The effective negotiation of a clinical trial agreement (CTA) is an essential driver for getting new drugs and devices to the market.
Parties should ensure that an executed CTA is in place before undertaking any work on a clinical trial. Whilst the Health Research Authority (HRA) encourages parties to use a model form of agreement in order to help speed up the contracting process, a number of contentious issues can make the negotiation process challenging. The HRA has recently published a new form of agreement and are seeking industry input before it is finalised. Aside from that, some of the key considerations for life sciences businesses when negotiating CTAs are set out below.
Intellectual Property (IP)
As always, the protection of IP rights is of vital importance to life sciences businesses in order to safeguard the significant investment in their products.
The sponsor will want to ensure it retains sole ownership of its pre-existing background IP as well as any foreground IP created in the course of the clinical trial. On the other hand, the institution or host will seek ownership rights in any foreground IP created and the right to use any knowhow developed in future trials.

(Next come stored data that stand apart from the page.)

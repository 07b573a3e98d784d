//! Audit sink port (driven/secondary port)
//!
//! Uses `anyhow::Result` because sink failures are adapter-specific and
//! are never propagated past the audit logger: they are logged and dropped.

use crate::domain::AuditEntry;

/// Port trait for persisting audit entries
#[async_trait::async_trait]
pub trait IAuditSink: Send + Sync {
    /// Persists a single audit entry
    async fn record(&self, entry: &AuditEntry) -> anyhow::Result<()>;
}
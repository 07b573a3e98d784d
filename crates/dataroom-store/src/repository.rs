//! SQLite implementation of IRemoteStore
//!
//! Folder and file records live in SQLite; file bytes live behind an
//! `IBlobStore`. Every mutation re-checks edit capability for the acting
//! user and emits exactly one audit entry on success.
//!
//! ## Type Mapping
//!
//! | Domain Type            | SQL Type | Strategy                                   |
//! |------------------------|----------|--------------------------------------------|
//! | FolderId, FileId       | TEXT     | UUID string via `.to_string()` / `FromStr` |
//! | UserId                 | TEXT     | String via `.as_str()` / `UserId::new()`   |
//! | DateTime<Utc>          | TEXT     | RFC 3339 via `to_rfc3339()`                |
//! | ItemType               | TEXT     | `"file"` / `"link"`                        |
//! | bool                   | INTEGER  | 0 / 1                                      |
//!
//! Blob keys have the form `{folder_id}/{file_id}/{name}`.

use std::collections::HashSet;
use std::fmt::Display;
use std::str::FromStr;
use std::sync::Arc;
use std::time::Duration;

use chrono::{DateTime, Utc};
use sha2::{Digest, Sha256};
use sqlx::sqlite::SqliteRow;
use sqlx::{Row, SqlitePool};

use dataroom_audit::AuditLogger;
use dataroom_core::domain::{
    naming::{preserve_extension, slug_from_name, unique_slug},
    DataRoomFile, FileId, Folder, FolderContents, FolderId, ItemId, ItemType, StoreError, UserId,
};
use dataroom_core::ports::{EditTarget, FolderOrder, IBlobStore, IRemoteStore, StoreResult};

use crate::{db_error, StoreAdapterError};

/// The user on whose behalf the store acts
#[derive(Debug, Clone, PartialEq, Eq)]
pub struct Actor {
    pub user_id: UserId,
    /// Admins may edit everything, including the root level
    pub is_admin: bool,
}

impl Actor {
    pub fn new(user_id: UserId, is_admin: bool) -> Self {
        Self { user_id, is_admin }
    }
}

/// SQLite-backed implementation of the remote store port
pub struct SqliteRemoteStore {
    pool: SqlitePool,
    blobs: Arc<dyn IBlobStore>,
    audit: AuditLogger,
    actor: Actor,
}

impl SqliteRemoteStore {
    /// Creates a store acting as `actor`; audit entries are stamped with it
    pub fn new(pool: SqlitePool, blobs: Arc<dyn IBlobStore>, audit: AuditLogger, actor: Actor) -> Self {
        let audit = audit.with_actor(actor.user_id.clone());
        Self {
            pool,
            blobs,
            audit,
            actor,
        }
    }

    pub fn actor(&self) -> &Actor {
        &self.actor
    }
}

As such, sponsors should be careful not to assign any background IP to the institution, and limit the transfer of any foreground IP to a licence to use such information for purely non-commercial research or educational purposes.
Alongside other IP rights, an area of real importance to the sponsor is the protection of their confidential information during a clinical trial. Sponsors will seek a wide definition of confidential information to ensure all information is captured, as well as confidentiality obligations for the institution that subsist for as long as possible in order to ensure information is not used in another clinical trial to a competitor’s benefit.
Conversely, institutions will pursue lighter confidentiality obligations in order that they can share improvements and the results of the clinical trial with the wider academic community. The sharing of results is one of the most contested issues in a CTA, and as a result source data (over which the sponsor cannot claim confidentiality) is often distinguished from the clinical trial results. Furthermore, sponsors may seek to prohibit a general publication of the clinical trial results, and pre-approve the form in which they are published.
Sponsors will seek to limit the sharing of confidential information to individuals on a “need to know” basis, and if including third parties only to those who have warranted that they will use the information with the same degree of care. However, confidentiality obligations that last in perpetuity after the completion of the clinical trial are often deemed unreasonable, and as a result most confidentiality obligations last up to 10 years.
A few other important areas to think about are:
Liability, risk and insurance are key in any agreement, and the importance of this is sharpened given that the CTA will need to adequately provide for the unfortunate risk that the trials have a detrimental impact on human volunteers. In the UK, the model CTAs commonly favour the institution or host site on these provisions, and the sponsor’s ability to negotiate them will depend on the context of the clinical trial and its bargaining position.
Clinical trials are subject to a high degree of regulation, and it is key to ensure that the principles of good clinical practice (GCP) are met.
This is of particular importance owing to the fact that healthcare data is defined as special category personal data under the GDPR. Patients’ voluntary consent is required before they can participate in clinical trials, and parties often choose to anonymise data to aid compliance with data protection legislation.
The parties to a CTA must also ensure that they comply with data transparency requirements as regards pre-clinical and clinical trial data, especially in light of the implementation of the Clinical Trials Regulation.
Clearly setting out the scope, responsibilities and timelines in a CTA as well as recording agreement on division of risk and ownership rights will allow for a smoother clinical trials process and should help prevent disputes between the parties further down the line.